--- What this task involves ---
Up to and including the line that contains "impl<T: Transport> TestRailClient<T>", repeat each line of the data exactly, starting from the first.

┌────────

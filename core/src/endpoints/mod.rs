//! Endpoint wrappers, one file per resource family.
//!
//! Each wrapper maps to exactly one `send_request` call. Reads use GET and
//! every write uses POST, including updates, closes, moves and deletes,
//! because that is the verb the remote API expects for them.

mod cases;
mod datasets;
mod projects;
mod results;
mod runs;
mod sections;
mod suites;
use serde_json::Value;

use crate::client::TestRailClient;
use crate::error::Result;
use crate::http::Transport;
use crate::types::{JsonObject, ResourceId};

impl<T: Transport> TestRailClient<T> {
    pub fn get_dataset(&self, dataset_id: ResourceId) -> Result<Value> {
        self.get(&format!("get_dataset/{dataset_id}"))
    }

    pub fn get_datasets(&self, project_id: ResourceId) -> Result<Value> {
        self.get(&format!("get_datasets/{project_id}"))
    }

    pub fn add_dataset(&self, project_id: ResourceId, data: &JsonObject) -> Result<Value> {
        self.post(&format!("add_dataset/{project_id}"), Some(data))
    }

    pub fn update_dataset(&self, dataset_id: ResourceId, data: &JsonObject) -> Result<Value> {
        self.post(&format!("update_dataset/{dataset_id}"), Some(data))
    }

    pub fn delete_dataset(&self, dataset_id: ResourceId) -> Result<Value> {
        self.post(&format!("delete_dataset/{dataset_id}"), None)
    }
}
fn now() -> u64 {
    SystemTime::now()
        .duration_since(UNIX_EPOCH)
        .map(|d| d.as_secs())
        .unwrap_or_default()
}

└────────

--- Answer section ---
filename core/src/endpoints/mod.rs
//! Endpoint wrappers, one file per resource family.
//!
//! Each wrapper maps to exactly one `send_request` call. Reads use GET and
//! every write uses POST, including updates, closes, moves and deletes,
//! because that is the verb the remote API expects for them.

mod cases;
mod datasets;
mod projects;
mod results;
mod runs;
mod sections;
mod suites;
use serde_json::Value;

use crate::client::TestRailClient;
use crate::error::Result;
use crate::http::Transport;
use crate::types::{JsonObject, ResourceId};

impl<T: Transport> TestRailClient<T> {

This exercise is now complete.